Entretien avec Yves Gaubert

 Daniel Bertrand, est originaire de La Rochelle. Il a navigué sur les chalutiers industriels, mousse à 13,5 ans pour devenir patron en 1974. Il a ensuite navigué au commerce avant de revenir à la pêche chez les franco-espagnols. Il a été patron sur l’Angoumois.

 J’ai commencé la pêche en 62 à 13,5 ans. J’étais à l’école des mousses. Je me suis embarqué sur le Marie Vincent le 20 décembre 62. Je suis originaire de La Rochelle. Mon grand père était marin, il a fait Terre Neuve. Mais mon père n’était pas marin. Au départ, je ne voulais pas l’être, J’ai été reçu au lycée technique, mais je n’avais pas de bourse, alors je suis rentré à l’EAM.

J’ai navigué sur le Languedoc, le Pactole, les classiques, chez Frédérique en premier, puis Castaing, Dahl, un peu tous les armements. Il y avait des places partout. On nous donnait notre sac ou on le prenait. Frédérique avait douze bateaux. J’ai été à l’école de lieutenant. Je me suis marié en décembre 70 quand je préparais le lieutenant.

Je suis parti sur le Clapotis avec Maurice Garet ; c’est lu qui m’a forgé. J’ai eu une dérogation pour commander le bateau. Je me souviens d’une tempête. Le 12 février 72 à 7 h du matin, le bateau a chaviré, le chalut était pris en dessous. Le chalut tirait le bateau, on était dans l’eau. On est sorti, fallait dévisser les cônes, le bateau s’est redressé. On a été porté disparu deux jours. On était rendu à Rochebonne. On faisait route pêche, le chalut était sur le côté retenu par des pieux. Dans le coup de gîte, le chalut est sorti des pieux et tombé à l’eau.

On avait des cônes, des sphères qui servaient à écarter le chalut. C’est un engrenage d’erreurs qui entraîne l’accident. Le bateau est resté deux mois en réparation ; tout l’arrière du bateau était cassé. La radio ne marchait plus, on ne pouvait plus communiquer. C’était un bateau de l’armement Onfroy. J’étais lieutenant, le patron c’était Maurice Garet

Je suis parti sur le Terequi une semaine après. J’ai passé le patron de pêche à Concarneau. J’ai fait 15 jours d’école et je me suis présenté comme candidat libre. Mon patron de pêche je l’ai eu en 74.

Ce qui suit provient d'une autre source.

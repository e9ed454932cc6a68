//! Expiry Sweep Task
//!
//! Background task that periodically reclaims expired cache entries in
//! bounded batches.

use std::sync::Arc;
use std::time::Duration;

use tokio::sync::RwLock;
use tokio::task::JoinHandle;
use tracing::{debug, error, info};

use crate::cache::CacheStore;
use crate::error::Result;

/// Runs `clean_expired` until a batch comes back short.
///
/// The write lock is released between batches so readers are never blocked
/// for more than one batch. Returns the total number of entries deleted.
pub async fn sweep_expired(cache: &Arc<RwLock<CacheStore>>) -> Result<usize> {
    let mut total = 0;
    loop {
        let outcome = {
            let mut cache_guard = cache.write().await;
            cache_guard.clean_expired()?
        };
        total += outcome.deleted;

        if !outcome.has_more {
            return Ok(total);
        }
        tokio::task::yield_now().await;
    }
}

/// Spawns a background task that sweeps expired entries every interval.
///
/// Store failures are logged and the next tick tries again.
///
/// # Returns
/// A JoinHandle for the spawned task, which can be used to abort the task
/// during graceful shutdown.
pub fn spawn_cleanup_task(
    cache: Arc<RwLock<CacheStore>>,
    cleanup_interval_secs: u64,
) -> JoinHandle<()> {
    let interval = Duration::from_secs(cleanup_interval_secs);

    tokio::spawn(async move {
        info!(
            "Starting expiry sweep task with interval of {} seconds",
            cleanup_interval_secs
        );

        loop {
            tokio::time::sleep(interval).await;

            match sweep_expired(&cache).await {
                Ok(0) => debug!("Expiry sweep: no expired entries found"),
                Ok(removed) => info!("Expiry sweep: removed {} expired entries", removed),
                Err(err) => error!("Expiry sweep failed: {}", err),
            }
        }
    })
}
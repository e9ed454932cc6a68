//! Storage Backend Module
//!
//! The persistence seam beneath the cache store. A backend keeps one row per
//! cache key and must serve lookups by key, by expiry order and by query type.

use std::collections::{BTreeSet, HashMap};

use crate::cache::{CacheEntry, QueryType};
use crate::error::Result;

// == Storage Backend ==
/// Row storage for cache entries.
///
/// Writers are serialized by the caller, so a `get` followed by a `put` on
/// the same key cannot lose an update. Implementations report connectivity
/// problems as [`CacheError::Store`](crate::error::CacheError::Store).
pub trait StorageBackend: Send + Sync + std::fmt::Debug {
    /// Fetches the row for `key`, expired or not.
    fn get(&self, key: &str) -> Result<Option<CacheEntry>>;

    /// Inserts or replaces the row keyed by `entry.cache_key`.
    fn put(&mut self, entry: CacheEntry) -> Result<()>;

    /// Removes the row for `key`. Returns whether a row existed.
    fn delete(&mut self, key: &str) -> Result<bool>;

    /// Up to `limit` keys with `expires_at < now_ms`, soonest expiry first.
    fn scan_expired(&self, now_ms: u64, limit: usize) -> Result<Vec<String>>;

    /// All rows, optionally restricted to one query type.
    fn scan(&self, query_type: Option<QueryType>) -> Result<Vec<CacheEntry>>;
}

// == In-Memory Backend ==
/// HashMap rows plus an ordered index on `(expires_at, cache_key)`.
#[derive(Debug, Default)]
pub struct InMemoryBackend {
    rows: HashMap<String, CacheEntry>,
    by_expiry: BTreeSet<(u64, String)>,
}

impl InMemoryBackend {
    pub fn new() -> Self {
        Self::default()
    }

    /// Number of rows, including expired ones.
    pub fn len(&self) -> usize {
        self.rows.len()
    }

    pub fn is_empty(&self) -> bool {
        self.rows.is_empty()
    }
}

impl StorageBackend for InMemoryBackend {
    fn get(&self, key: &str) -> Result<Option<CacheEntry>> {
        Ok(self.rows.get(key).cloned())
    }

    fn put(&mut self, entry: CacheEntry) -> Result<()> {
        if let Some(old) = self.rows.get(&entry.cache_key) {
            self.by_expiry
                .remove(&(old.expires_at, old.cache_key.clone()));
        }
        self.by_expiry
            .insert((entry.expires_at, entry.cache_key.clone()));
        self.rows.insert(entry.cache_key.clone(), entry);
        Ok(())
    }

    fn delete(&mut self, key: &str) -> Result<bool> {
        match self.rows.remove(key) {
            Some(old) => {
                self.by_expiry.remove(&(old.expires_at, old.cache_key));
                Ok(true)
            }
            None => Ok(false),
        }
    }

    fn scan_expired(&self, now_ms: u64, limit: usize) -> Result<Vec<String>> {
        Ok(self
            .by_expiry
            .iter()
            .take_while(|(expires_at, _)| *expires_at < now_ms)
            .take(limit)
            .map(|(_, key)| key.clone())
            .collect())
    }

    fn scan(&self, query_type: Option<QueryType>) -> Result<Vec<CacheEntry>> {
        Ok(self
            .rows
            .values()
            .filter(|entry| query_type.map_or(true, |qt| entry.query_type == qt))
            .cloned()
            .collect())
    }
}

// == Unit Tests ==
#[cfg(test)]
mod tests {
    use super::*;

    fn entry(key: &str, query_type: QueryType, now_ms: u64) -> CacheEntry {
        CacheEntry::new(key, query_type, "null", now_ms)
    }

    #[test]
    fn test_put_replaces_by_key() {
        let mut backend = InMemoryBackend::new();
        backend.put(entry("k", QueryType::Rag, 0)).unwrap();
        backend.put(entry("k", QueryType::Rag, 10)).unwrap();

        assert_eq!(backend.len(), 1);
        assert_eq!(backend.by_expiry.len(), 1);
        assert_eq!(backend.get("k").unwrap().unwrap().created_at, 10);
    }

    #[test]
    fn test_scan_expired_is_ordered_and_bounded() {
        let mut backend = InMemoryBackend::new();
        let mut late = entry("late", QueryType::Rag, 0);
        late.expires_at = 30;
        let mut early = entry("early", QueryType::Rag, 0);
        early.expires_at = 10;
        let mut live = entry("live", QueryType::Rag, 0);
        live.expires_at = 100;
        backend.put(late).unwrap();
        backend.put(early).unwrap();
        backend.put(live).unwrap();

        assert_eq!(backend.scan_expired(50, 10).unwrap(), vec!["early", "late"]);
        assert_eq!(backend.scan_expired(50, 1).unwrap(), vec!["early"]);
        assert!(backend.scan_expired(10, 10).unwrap().is_empty());
    }

    #[test]
    fn test_delete_drops_index() {
        let mut backend = InMemoryBackend::new();
        backend.put(entry("k", QueryType::Geocode, 0)).unwrap();

        assert!(backend.delete("k").unwrap());
        assert!(!backend.delete("k").unwrap());
        assert!(backend.is_empty());
        assert!(backend.scan_expired(u64::MAX, 10).unwrap().is_empty());
    }

    #[test]
    fn test_scan_filters_by_type() {
        let mut backend = InMemoryBackend::new();
        backend.put(entry("g", QueryType::Geocode, 0)).unwrap();
        backend.put(entry("z", QueryType::Zoning, 0)).unwrap();

        assert_eq!(backend.scan(None).unwrap().len(), 2);
        let zoning = backend.scan(Some(QueryType::Zoning)).unwrap();
        assert_eq!(zoning.len(), 1);
        assert_eq!(zoning[0].cache_key, "z");
    }
}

J’ai commandé l’Angoumois pendant 5 ans, en remplacement, quand Joseph Pouillon restait à terre. Quand ils ont désarmé l’Angoumois, je suis reparti avec lui sur le Force 17 en 87. Ce bateau a eu un accident, le moteur a explosé. Il a été désarmé puis a été mis à La Pallice à pourrir. Le Flandres, le Gascogne, l’Antioche et l’Angoumois, c’était la même série de chalutiers. Le Force 17, il fallait pas avoir peur, sa coque c’était du papier à cigarette. Dès qu’on tapait un petit peu, ça résonnait. Un jour, j’ai rentré le Force 17 sans barre à La Rochelle. Je l’ai emmené à la criée au poste 5 en crabe.

A bord, j’ai quand même gagné ma vie. J’ai commandé deux ans le Clapotis. L’équipage le mieux c’était sur l’Angoumois. James Pain était mon bosco. Quand j’étais jeune patron, j’ai eu tendance à me faire monter sur les pieds. Il faut pas dire peut être, il faut dire sûr, il faut prendre des décisions. On travaillait à Porcupine, Blasket, le trou à merde, 55 ° nord 12 ° ouest. Celui qui passait le premier c’était le pactole.

On cherchait le merlu et la dorade, mais on prenait ce qu’il y avait/. Le colin, c’est tout juste si on le remettait pas à l’eau, maintenant il coûte cher. L’Angoumois reste un souvenir du bassin des chalutiers, mais il aurait fallu garder un classique. J’ai navigué sur le Magayant avec Roget, c’est le dernier bateau que j’ai fait à La Rochelle en remplacement. J’ai navigué chez Mancell aussi.

Mon meilleur souvenir, c’est quand j’ai emmené ma femme faire un voyage quand je naviguais au commerce. J’ai fait du dragage dans le canal de Suez.

Mon surnom, c’était Johnny. Je ressemblais à Johnny, peut être.

Après le Force 17, il fallait que je me refasse une santé, je suis parti au commerce. J’ai fait le Brésil, J’ai terminé à Vigo chez les franco-espagnols, sur un bateau français immatriculé à Bayonne. J’ai fait 5 ans sur le Magdeleine. J’étais patron de route, puis j’ai été patron de pêche sur le Battant, le second qui s’occupait du pont était espagnol, les autres étaient portugais. J’ai arrêté il y a trois ans. J’ai 41 ans de navigation. A 55 ans on vous arrête. J’ai un bon souvenir des franco espagnols, c’est eux qui m’appelaient quand ils avaient besoin de moi.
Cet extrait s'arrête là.